### Exercise details
Using the listing below, count every line that contains the word "RepositoryRef"; respond with the count alone.
───── Material to process
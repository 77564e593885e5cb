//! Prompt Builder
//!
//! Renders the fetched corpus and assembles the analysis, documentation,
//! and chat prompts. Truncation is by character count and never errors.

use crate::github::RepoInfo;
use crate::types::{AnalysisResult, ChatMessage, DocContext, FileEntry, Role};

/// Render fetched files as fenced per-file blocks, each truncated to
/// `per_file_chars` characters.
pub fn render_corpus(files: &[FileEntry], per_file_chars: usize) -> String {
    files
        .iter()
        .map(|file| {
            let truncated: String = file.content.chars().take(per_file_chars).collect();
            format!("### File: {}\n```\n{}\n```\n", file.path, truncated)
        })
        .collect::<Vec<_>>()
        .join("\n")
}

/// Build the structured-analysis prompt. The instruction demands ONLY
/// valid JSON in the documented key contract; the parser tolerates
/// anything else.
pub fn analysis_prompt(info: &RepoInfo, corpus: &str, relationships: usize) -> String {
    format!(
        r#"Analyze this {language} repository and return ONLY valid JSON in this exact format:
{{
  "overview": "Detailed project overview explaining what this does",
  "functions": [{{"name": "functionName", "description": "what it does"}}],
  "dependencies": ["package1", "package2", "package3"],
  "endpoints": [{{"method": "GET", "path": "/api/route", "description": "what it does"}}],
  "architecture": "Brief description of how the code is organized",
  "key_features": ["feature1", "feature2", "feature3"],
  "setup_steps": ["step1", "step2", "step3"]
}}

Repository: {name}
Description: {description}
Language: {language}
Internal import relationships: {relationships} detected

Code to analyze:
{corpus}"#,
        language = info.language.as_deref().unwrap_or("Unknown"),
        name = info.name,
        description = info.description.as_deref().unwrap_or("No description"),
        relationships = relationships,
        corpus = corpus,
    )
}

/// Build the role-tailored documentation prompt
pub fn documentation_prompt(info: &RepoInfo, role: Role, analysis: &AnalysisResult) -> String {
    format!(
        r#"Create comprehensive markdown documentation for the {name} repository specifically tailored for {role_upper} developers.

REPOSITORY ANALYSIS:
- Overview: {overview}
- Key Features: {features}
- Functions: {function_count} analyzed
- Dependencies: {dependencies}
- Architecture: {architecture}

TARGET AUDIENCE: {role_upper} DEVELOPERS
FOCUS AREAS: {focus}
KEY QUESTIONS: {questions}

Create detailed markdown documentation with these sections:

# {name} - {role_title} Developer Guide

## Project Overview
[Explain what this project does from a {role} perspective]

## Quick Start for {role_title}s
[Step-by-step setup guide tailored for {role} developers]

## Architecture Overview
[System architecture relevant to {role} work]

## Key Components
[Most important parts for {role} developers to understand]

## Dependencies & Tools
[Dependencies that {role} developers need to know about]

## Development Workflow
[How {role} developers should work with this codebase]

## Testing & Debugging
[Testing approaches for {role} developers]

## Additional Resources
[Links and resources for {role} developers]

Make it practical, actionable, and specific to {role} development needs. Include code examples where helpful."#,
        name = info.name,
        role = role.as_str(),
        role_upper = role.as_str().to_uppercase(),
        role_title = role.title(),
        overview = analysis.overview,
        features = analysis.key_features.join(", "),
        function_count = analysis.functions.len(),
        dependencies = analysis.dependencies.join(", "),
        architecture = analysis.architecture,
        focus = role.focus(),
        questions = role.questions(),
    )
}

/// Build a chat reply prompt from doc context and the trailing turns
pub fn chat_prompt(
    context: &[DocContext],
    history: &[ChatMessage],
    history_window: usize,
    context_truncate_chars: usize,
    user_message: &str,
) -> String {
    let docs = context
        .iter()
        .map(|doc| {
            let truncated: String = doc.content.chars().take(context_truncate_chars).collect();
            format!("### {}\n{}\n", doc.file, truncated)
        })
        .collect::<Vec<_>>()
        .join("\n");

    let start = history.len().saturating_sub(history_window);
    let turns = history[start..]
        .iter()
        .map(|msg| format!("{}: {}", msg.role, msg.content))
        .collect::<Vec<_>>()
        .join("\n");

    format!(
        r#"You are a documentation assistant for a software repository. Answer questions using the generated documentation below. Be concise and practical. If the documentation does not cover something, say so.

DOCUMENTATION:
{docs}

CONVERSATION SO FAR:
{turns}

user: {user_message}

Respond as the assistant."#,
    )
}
──────────
───── Material to process
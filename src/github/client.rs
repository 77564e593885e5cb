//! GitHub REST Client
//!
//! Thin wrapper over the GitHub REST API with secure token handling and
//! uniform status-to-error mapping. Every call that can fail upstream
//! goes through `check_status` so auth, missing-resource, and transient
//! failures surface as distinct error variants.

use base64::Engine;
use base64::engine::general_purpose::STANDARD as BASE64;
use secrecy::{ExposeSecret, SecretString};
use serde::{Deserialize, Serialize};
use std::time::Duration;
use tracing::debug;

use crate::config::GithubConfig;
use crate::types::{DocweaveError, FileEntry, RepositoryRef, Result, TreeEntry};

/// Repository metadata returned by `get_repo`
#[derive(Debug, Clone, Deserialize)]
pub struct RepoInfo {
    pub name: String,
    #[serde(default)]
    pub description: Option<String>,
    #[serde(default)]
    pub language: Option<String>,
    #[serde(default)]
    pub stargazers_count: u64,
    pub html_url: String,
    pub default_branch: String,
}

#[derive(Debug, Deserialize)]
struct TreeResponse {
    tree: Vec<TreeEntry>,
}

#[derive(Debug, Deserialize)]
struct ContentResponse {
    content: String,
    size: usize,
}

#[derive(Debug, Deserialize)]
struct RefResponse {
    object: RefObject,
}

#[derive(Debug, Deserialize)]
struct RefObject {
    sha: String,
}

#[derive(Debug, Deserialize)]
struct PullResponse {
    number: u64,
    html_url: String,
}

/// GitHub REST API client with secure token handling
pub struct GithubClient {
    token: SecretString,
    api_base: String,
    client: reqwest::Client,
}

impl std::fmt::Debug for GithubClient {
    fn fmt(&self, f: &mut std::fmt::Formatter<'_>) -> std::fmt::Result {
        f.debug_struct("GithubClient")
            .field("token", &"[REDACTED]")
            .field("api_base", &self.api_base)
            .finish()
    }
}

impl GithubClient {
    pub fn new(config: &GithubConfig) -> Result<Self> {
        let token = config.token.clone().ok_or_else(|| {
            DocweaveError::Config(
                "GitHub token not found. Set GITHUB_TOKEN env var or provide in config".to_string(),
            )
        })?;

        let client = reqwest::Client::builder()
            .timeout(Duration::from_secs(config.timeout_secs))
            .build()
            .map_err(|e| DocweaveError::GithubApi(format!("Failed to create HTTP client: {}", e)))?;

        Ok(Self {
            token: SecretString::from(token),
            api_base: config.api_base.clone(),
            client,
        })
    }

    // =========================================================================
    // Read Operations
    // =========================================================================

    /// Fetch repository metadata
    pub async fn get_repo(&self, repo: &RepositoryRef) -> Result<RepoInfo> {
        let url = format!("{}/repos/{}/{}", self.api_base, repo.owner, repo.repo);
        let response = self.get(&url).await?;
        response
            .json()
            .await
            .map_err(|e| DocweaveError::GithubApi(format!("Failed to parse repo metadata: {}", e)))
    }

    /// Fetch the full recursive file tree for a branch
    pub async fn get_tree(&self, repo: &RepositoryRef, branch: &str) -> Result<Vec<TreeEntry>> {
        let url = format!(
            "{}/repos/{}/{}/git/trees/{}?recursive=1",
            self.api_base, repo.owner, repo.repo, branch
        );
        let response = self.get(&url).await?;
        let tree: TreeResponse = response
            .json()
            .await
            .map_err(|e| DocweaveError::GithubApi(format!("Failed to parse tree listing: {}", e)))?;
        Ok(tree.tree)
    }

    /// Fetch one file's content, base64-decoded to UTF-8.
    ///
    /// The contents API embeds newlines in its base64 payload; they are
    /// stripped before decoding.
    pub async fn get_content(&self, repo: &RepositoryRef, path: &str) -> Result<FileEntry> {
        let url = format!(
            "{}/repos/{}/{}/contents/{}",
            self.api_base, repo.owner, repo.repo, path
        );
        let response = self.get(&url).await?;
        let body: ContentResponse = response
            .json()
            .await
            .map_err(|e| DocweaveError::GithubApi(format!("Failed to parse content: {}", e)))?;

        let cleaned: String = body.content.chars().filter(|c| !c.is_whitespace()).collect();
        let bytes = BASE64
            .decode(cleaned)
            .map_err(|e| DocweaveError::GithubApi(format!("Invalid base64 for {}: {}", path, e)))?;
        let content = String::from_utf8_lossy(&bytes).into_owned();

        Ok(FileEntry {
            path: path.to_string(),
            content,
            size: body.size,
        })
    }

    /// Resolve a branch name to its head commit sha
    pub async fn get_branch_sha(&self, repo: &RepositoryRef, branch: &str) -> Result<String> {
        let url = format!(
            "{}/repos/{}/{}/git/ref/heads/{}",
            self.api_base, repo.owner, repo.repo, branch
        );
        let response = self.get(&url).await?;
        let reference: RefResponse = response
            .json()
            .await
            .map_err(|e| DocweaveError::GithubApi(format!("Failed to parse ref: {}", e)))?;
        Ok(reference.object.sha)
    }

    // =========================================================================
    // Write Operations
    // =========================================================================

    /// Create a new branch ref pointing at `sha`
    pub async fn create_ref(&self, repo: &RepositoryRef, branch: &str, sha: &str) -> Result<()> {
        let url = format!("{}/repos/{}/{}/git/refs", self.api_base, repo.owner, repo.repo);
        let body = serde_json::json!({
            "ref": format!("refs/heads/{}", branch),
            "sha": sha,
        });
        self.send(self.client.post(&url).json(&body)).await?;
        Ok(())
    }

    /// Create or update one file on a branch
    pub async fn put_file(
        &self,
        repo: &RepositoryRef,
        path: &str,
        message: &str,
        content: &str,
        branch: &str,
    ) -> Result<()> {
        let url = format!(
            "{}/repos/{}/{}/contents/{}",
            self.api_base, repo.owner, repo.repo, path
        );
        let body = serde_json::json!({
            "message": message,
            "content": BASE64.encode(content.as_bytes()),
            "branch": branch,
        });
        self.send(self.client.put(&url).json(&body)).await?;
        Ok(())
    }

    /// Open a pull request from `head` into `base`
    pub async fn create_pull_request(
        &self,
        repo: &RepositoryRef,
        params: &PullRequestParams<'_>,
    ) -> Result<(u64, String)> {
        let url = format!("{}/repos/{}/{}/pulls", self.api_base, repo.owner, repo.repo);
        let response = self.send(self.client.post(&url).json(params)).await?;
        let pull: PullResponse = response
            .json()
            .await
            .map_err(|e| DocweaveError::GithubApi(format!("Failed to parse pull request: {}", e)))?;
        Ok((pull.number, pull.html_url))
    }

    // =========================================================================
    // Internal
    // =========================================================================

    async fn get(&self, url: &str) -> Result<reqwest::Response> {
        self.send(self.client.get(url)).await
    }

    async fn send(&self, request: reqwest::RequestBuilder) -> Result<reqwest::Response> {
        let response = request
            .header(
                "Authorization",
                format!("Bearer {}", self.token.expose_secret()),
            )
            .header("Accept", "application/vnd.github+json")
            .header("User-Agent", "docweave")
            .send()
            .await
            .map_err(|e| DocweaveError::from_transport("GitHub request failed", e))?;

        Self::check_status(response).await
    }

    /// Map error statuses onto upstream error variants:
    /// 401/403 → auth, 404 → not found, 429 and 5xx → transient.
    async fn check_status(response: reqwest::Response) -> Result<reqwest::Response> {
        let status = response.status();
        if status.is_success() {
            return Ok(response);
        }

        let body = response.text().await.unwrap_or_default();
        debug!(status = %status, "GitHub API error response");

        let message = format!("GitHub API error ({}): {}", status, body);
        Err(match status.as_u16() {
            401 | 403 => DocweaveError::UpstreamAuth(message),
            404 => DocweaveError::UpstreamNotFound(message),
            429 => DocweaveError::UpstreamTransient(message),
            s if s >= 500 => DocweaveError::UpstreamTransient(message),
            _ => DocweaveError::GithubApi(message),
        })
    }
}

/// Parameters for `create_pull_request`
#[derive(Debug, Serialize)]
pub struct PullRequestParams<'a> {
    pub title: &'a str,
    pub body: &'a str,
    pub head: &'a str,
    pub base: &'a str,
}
──────────
### Written answer
8